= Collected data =
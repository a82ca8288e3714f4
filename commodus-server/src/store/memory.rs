//! In-memory implementation of `LedgerStore`.
//!
//! All records are lost on restart.

use std::collections::HashMap;

use async_trait::async_trait;
use commodus_core::{ApprovalRecord, RevisionHash, RevisionKey};
use tokio::sync::RwLock;

use super::{LedgerStore, StoreError};

/// Records grouped by proposal, then by revision.
pub struct InMemoryStore {
    records: RwLock<HashMap<RevisionKey, HashMap<RevisionHash, ApprovalRecord>>>,
}

impl InMemoryStore {
    pub fn new() -> Self {
        Self {
            records: RwLock::new(HashMap::new()),
        }
    }
}

impl Default for InMemoryStore {
    fn default() -> Self {
        Self::new()
    }
}

#[async_trait]
impl LedgerStore for InMemoryStore {
    async fn get(
        &self,
        key: &RevisionKey,
        revision_hash: &RevisionHash,
    ) -> Result<Option<ApprovalRecord>, StoreError> {
        let records = self.records.read().await;
        Ok(records
            .get(key)
            .and_then(|revisions| revisions.get(revision_hash))
            .cloned())
    }

    async fn put(&self, key: &RevisionKey, record: ApprovalRecord) -> Result<(), StoreError> {
        let mut records = self.records.write().await;
        records
            .entry(key.clone())
            .or_default()
            .insert(record.revision_hash.clone(), record);
        Ok(())
    }

    async fn delete_all(&self, key: &RevisionKey) -> Result<usize, StoreError> {
        let mut records = self.records.write().await;
        Ok(records.remove(key).map(|revisions| revisions.len()).unwrap_or(0))
    }

    async fn get_all(&self) -> Result<Vec<(RevisionKey, ApprovalRecord)>, StoreError> {
        let records = self.records.read().await;
        let mut all: Vec<(RevisionKey, ApprovalRecord)> = records
            .iter()
            .flat_map(|(key, revisions)| {
                revisions
                    .values()
                    .map(move |record| (key.clone(), record.clone()))
            })
            .collect();
        all.sort_by(|a, b| {
            a.0.cmp(&b.0)
                .then_with(|| a.1.revision_hash.cmp(&b.1.revision_hash))
        });
        Ok(all)
    }
}
/// Map a delivery onto the event the engine understands.
pub fn classify(
    event_type: &str,
    payload: &GitHubWebhookPayload,
) -> Result<Classified, PayloadError> {
    let action = payload.action.as_deref().unwrap_or_default();

    match (event_type, action) {
        ("pull_request", "opened" | "reopened" | "synchronize") => {
            let pr = payload
                .pull_request
                .as_ref()
                .ok_or_else(|| PayloadError::missing("pull_request", "pull_request"))?;
            let repo = repository_name("pull_request", payload)?;
            Ok(Classified::Event(ProposalEvent::Opened {
                key: RevisionKey::new(repo, pr.number),
                revision_hash: RevisionHash(pr.head.sha.clone()),
                creator_id: UserId(pr.user.id),
            }))
        }
        ("pull_request", "closed") => {
            let pr = payload
                .pull_request
                .as_ref()
                .ok_or_else(|| PayloadError::missing("pull_request", "pull_request"))?;
            let repo = repository_name("pull_request", payload)?;
            Ok(Classified::Event(ProposalEvent::Closed {
                key: RevisionKey::new(repo, pr.number),
            }))
        }
        ("issue_comment", "created") => {
            let issue = payload
                .issue
                .as_ref()
                .ok_or_else(|| PayloadError::missing("issue_comment", "issue"))?;
            if issue.pull_request.is_none() {
                return Ok(Classified::Ignored(
                    "comment on an issue, not a pull request".to_string(),
                ));
            }
            let comment = payload
                .comment
                .as_ref()
                .ok_or_else(|| PayloadError::missing("issue_comment", "comment"))?;
            let repo = repository_name("issue_comment", payload)?;
            Ok(Classified::CommentNeedsHead {
                key: RevisionKey::new(repo, issue.number),
                author_id: UserId(comment.user.id),
                body: comment.body.clone().unwrap_or_default(),
            })
        }
        ("pull_request_review", "submitted") => {
            let review = payload
                .review
                .as_ref()
                .ok_or_else(|| PayloadError::missing("pull_request_review", "review"))?;
            let pr = payload
                .pull_request
                .as_ref()
                .ok_or_else(|| PayloadError::missing("pull_request_review", "pull_request"))?;
            let repo = repository_name("pull_request_review", payload)?;
            let revision = review
                .commit_id
                .clone()
                .unwrap_or_else(|| pr.head.sha.clone());
            Ok(Classified::Event(ProposalEvent::ReviewSubmitted {
                key: RevisionKey::new(repo, pr.number),
                revision_hash: RevisionHash(revision),
                author_id: UserId(review.user.id),
                verdict: ReviewVerdict::from(review.state.as_str()),
            }))
        }
        (event, action) => Ok(Classified::Ignored(format!(
            "unhandled event {}/{}",
            event,
            if action.is_empty() { "-" } else { action }
        ))),
    }
}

= Problem to work on =
Determine the number of lines in the data above that contain the word "user", and provide only that figure.

= Solution to this problem =
3